Failure to Document Critical Assessment Data Prior to Hospital Transfer
Penalty
Summary
A deficiency occurred when nursing staff failed to ensure a complete and accurate clinical record for a resident with Alzheimer's disease, type 2 diabetes mellitus, and myotonic muscular dystrophy who experienced a significant change in condition. The resident was found barely responsive, with labored breathing, tachycardia, pale and cold skin, and appeared very weak. Despite these symptoms and the resident's known diabetes diagnosis, neither a body temperature nor a blood glucose level was documented or communicated to the provider prior to the resident's transfer to the emergency department.
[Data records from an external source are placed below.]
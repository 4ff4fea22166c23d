use agdb::{DbElement, DbId};

#[derive(Debug, Clone, DbElement, PartialEq)]
pub(crate) struct ProfileModel {
    pub(crate) db_id: Option<DbId>,
    pub(crate) name: String,
    pub(crate) password: String,
    pub(crate) icon: Option<Vec<u8>>,
    /// Seconds since the Unix epoch
    pub(crate) created_at: i64,
}

impl ProfileModel {
    pub fn new(name: &str, password: &str, created_at: i64) -> Self {
        Self {
            db_id: None,
            name: name.to_string(),
            password: password.to_string(),
            icon: None,
            created_at,
        }
    }
}
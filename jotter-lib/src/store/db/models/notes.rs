use agdb::{DbElement, DbId};

#[derive(Debug, Clone, DbElement, PartialEq)]
pub(crate) struct NoteModel {
    pub(crate) db_id: Option<DbId>,
    pub(crate) title: String,
    pub(crate) content: String,
    pub(crate) favorite: bool,
    /// Microseconds since the Unix epoch, doubles as the conflict token
    pub(crate) created_at: i64,
}

impl NoteModel {
    pub fn new(title: &str, created_at: i64) -> Self {
        Self {
            db_id: None,
            title: title.to_string(),
            content: String::new(),
            favorite: false,
            created_at,
        }
    }
}
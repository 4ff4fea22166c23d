//! The currently logged-in profile.
//!
//! A [`ProfileSession`] starts out unbound, gets bound with [`ProfileSession::init`] after a
//! successful login or signup, and is replaced by a fresh unbound one on logout. While bound
//! it mediates every note operation for its profile and keeps a snapshot of the profile's
//! notes that only changes when [`ProfileSession::reload`] is called.

use getset::{CopyGetters, Getters};
use tracing::{debug, warn};

use crate::{ConflictToken, Error, Note, NoteEdit, Result, Store};

/// Who a bound session belongs to.
#[derive(Debug, Clone, PartialEq, Eq, Getters, CopyGetters)]
pub struct Identity {
    #[getset(get = "pub")]
    name: String,
    #[getset(get = "pub")]
    password: String,
    #[getset(get_copy = "pub")]
    created_at: i64,
}

#[derive(Debug)]
pub struct ProfileSession {
    store: Store,
    identity: Option<Identity>,
    notes: Vec<Note>,
}

impl ProfileSession {
    /// An unbound session over `store`.
    pub fn new(store: Store) -> Self {
        Self {
            store,
            identity: None,
            notes: Vec::new(),
        }
    }

    /// Bind the session to an authenticated profile. Performs no I/O.
    pub fn init(&mut self, name: &str, password: &str, created_at: i64) {
        self.identity = Some(Identity {
            name: name.to_string(),
            password: password.to_string(),
            created_at,
        });
        self.notes.clear();

        debug!("Bound session to profile {name}");
    }

    /// Discard this session and hand back a fresh unbound one over the same store.
    pub fn logout(self) -> Self {
        if let Some(identity) = &self.identity {
            debug!("Logged out of profile {}", identity.name);
        }

        Self::new(self.store)
    }

    pub fn identity(&self) -> Option<&Identity> {
        self.identity.as_ref()
    }

    pub fn is_bound(&self) -> bool {
        self.identity.is_some()
    }

    /// Refetch the profile's notes. The cached list is replaced only once the new one has
    /// been read in full.
    pub fn reload(&mut self) -> Result<()> {
        let notes = self.store.read_notes(self.name()?)?;
        self.notes = notes;

        Ok(())
    }

    /// The notes as of the last [`reload`](Self::reload), oldest first.
    pub fn notes(&self) -> &[Note] {
        &self.notes
    }

    pub fn favorites(&self) -> impl Iterator<Item = &Note> {
        self.notes.iter().filter(|n| n.favorite())
    }

    /// Every cached note that is not a favorite.
    pub fn others(&self) -> impl Iterator<Item = &Note> {
        self.notes.iter().filter(|n| !n.favorite())
    }

    /// Create an empty note under the first free title of `Note1`, `Note2`, ... and return
    /// that title.
    ///
    /// Gives up with [`Error::TitlesExhausted`] after the configured number of probes.
    pub fn create_note(&self) -> Result<String> {
        let name = self.name()?;
        let max_probes = self.store.config().read().max_title_probes();

        for n in 1..=max_probes {
            let title = format!("Note{n}");
            if self.store.create_note(name, &title)? {
                return Ok(title);
            }
        }

        warn!("Found no free note title for {name} within {max_probes} attempts");

        Err(Error::TitlesExhausted(max_probes))
    }

    pub fn read_note(&self, title: &str) -> Result<Option<Note>> {
        self.store.read_note(self.name()?, title)
    }

    /// See [`Store::update_note`].
    pub fn update_note(
        &self,
        old_title: &str,
        created_at: ConflictToken,
        edit: &NoteEdit,
    ) -> Result<bool> {
        self.store
            .update_note(self.name()?, old_title, created_at, edit)
    }

    pub fn delete_note(&self, title: &str) -> Result<()> {
        self.store.delete_note(self.name()?, title)
    }

    /// Mark or unmark a note as favorite, leaving its title and content alone.
    ///
    /// Returns `false` if the note does not exist.
    pub fn set_favorite(&self, title: &str, favorite: bool) -> Result<bool> {
        let Some(note) = self.read_note(title)? else {
            return Ok(false);
        };

        let edit = NoteEdit {
            favorite,
            ..note.edit()
        };

        self.update_note(note.title(), note.created_at(), &edit)
    }

    fn name(&self) -> Result<&str> {
        self.identity
            .as_ref()
            .map(|identity| identity.name.as_str())
            .ok_or(Error::Unbound)
    }
}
The facility's own policy required prompt and complete documentation of assessments and significant events, but this was not followed. Upon review, it was found that the hospital documented the resident as febrile and with a critically high blood glucose level upon arrival. Interviews with nursing staff revealed that although a nurse performed an assessment and believed she had obtained vital signs and a blood sugar, she did not document these findings before the end of her shift, citing the resident's condition as a distraction. The Director of Nursing confirmed that documentation should have been completed as close to the event as possible, and was unaware that it had not been done. The lack of documentation resulted in an incomplete clinical record regarding the care provided prior to the resident's transfer.